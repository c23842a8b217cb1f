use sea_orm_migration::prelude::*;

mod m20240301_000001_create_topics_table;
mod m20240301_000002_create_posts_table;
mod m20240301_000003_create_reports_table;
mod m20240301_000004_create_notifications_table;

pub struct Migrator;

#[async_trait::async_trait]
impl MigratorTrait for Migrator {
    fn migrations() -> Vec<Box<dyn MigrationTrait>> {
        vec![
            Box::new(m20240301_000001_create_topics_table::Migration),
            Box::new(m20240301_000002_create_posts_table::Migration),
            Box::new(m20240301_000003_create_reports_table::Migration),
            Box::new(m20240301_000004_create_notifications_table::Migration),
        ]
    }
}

...

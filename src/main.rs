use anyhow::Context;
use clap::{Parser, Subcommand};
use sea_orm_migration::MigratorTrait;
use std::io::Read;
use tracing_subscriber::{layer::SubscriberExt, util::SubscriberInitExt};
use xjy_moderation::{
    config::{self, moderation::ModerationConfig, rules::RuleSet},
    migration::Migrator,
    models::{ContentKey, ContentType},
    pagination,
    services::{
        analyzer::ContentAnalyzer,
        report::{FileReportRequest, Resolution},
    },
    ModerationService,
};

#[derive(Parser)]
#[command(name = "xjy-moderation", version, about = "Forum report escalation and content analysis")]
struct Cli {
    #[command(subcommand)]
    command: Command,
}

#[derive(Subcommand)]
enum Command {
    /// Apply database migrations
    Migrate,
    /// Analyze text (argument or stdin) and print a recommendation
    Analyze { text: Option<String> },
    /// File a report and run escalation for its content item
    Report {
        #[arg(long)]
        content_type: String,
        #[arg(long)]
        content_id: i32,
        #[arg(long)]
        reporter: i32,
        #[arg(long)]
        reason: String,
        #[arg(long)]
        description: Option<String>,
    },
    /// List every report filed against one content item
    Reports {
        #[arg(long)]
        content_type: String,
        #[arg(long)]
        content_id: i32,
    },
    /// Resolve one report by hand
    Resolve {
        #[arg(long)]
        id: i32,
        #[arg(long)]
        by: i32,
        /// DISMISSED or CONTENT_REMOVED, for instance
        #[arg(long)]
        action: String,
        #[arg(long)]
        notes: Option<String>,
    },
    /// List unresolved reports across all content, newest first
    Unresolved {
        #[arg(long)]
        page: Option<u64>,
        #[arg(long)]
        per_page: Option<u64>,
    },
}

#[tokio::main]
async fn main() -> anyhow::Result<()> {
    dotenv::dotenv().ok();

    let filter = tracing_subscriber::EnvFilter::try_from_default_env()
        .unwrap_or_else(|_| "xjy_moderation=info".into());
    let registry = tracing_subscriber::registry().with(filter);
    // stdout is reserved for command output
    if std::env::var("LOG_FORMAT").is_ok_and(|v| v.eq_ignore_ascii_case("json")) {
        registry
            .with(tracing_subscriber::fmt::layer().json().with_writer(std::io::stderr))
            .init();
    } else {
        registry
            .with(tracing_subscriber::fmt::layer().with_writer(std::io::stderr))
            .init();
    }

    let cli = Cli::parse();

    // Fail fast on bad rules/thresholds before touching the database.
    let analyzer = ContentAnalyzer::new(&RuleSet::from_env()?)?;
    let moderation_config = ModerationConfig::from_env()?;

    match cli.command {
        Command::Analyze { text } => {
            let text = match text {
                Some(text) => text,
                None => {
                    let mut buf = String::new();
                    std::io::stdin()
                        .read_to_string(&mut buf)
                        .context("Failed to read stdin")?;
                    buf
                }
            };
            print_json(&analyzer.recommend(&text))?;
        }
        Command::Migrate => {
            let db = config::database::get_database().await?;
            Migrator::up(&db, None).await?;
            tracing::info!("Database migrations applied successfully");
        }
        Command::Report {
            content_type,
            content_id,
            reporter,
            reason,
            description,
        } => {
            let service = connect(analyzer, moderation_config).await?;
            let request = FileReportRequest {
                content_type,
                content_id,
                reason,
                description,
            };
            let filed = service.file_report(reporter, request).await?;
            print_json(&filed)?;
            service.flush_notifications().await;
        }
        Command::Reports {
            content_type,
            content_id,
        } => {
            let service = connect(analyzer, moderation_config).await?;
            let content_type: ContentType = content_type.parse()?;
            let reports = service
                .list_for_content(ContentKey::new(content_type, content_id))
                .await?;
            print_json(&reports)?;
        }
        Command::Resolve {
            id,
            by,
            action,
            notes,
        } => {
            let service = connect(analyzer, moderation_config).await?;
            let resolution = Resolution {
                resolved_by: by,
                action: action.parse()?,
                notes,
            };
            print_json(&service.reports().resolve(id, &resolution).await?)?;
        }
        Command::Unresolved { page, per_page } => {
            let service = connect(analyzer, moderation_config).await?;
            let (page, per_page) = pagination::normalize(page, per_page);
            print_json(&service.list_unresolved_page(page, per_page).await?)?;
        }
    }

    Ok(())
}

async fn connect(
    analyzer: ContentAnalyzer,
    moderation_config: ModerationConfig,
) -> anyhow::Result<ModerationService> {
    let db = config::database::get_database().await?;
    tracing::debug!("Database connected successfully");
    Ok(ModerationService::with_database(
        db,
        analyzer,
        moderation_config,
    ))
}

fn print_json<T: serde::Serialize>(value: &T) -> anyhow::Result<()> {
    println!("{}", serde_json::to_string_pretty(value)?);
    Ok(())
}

==

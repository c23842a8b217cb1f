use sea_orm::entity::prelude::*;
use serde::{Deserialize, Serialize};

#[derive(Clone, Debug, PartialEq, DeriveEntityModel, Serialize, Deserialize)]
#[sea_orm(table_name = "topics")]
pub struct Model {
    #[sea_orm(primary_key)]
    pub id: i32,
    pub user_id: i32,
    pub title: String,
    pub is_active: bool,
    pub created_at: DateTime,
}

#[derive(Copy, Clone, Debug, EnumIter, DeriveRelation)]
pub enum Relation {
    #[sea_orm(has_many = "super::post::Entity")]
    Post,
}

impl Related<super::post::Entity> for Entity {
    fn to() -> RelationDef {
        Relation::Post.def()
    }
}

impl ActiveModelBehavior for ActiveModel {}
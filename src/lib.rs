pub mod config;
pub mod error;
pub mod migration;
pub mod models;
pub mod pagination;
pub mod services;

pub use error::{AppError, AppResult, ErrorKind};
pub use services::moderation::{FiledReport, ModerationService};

**Work instruction**
Check every line of the data, and copy the ones that contain "ModerationService".

**Finished task**
    ModerationService,
) -> anyhow::Result<ModerationService> {
    Ok(ModerationService::with_database(
pub use services::moderation::{FiledReport, ModerationService};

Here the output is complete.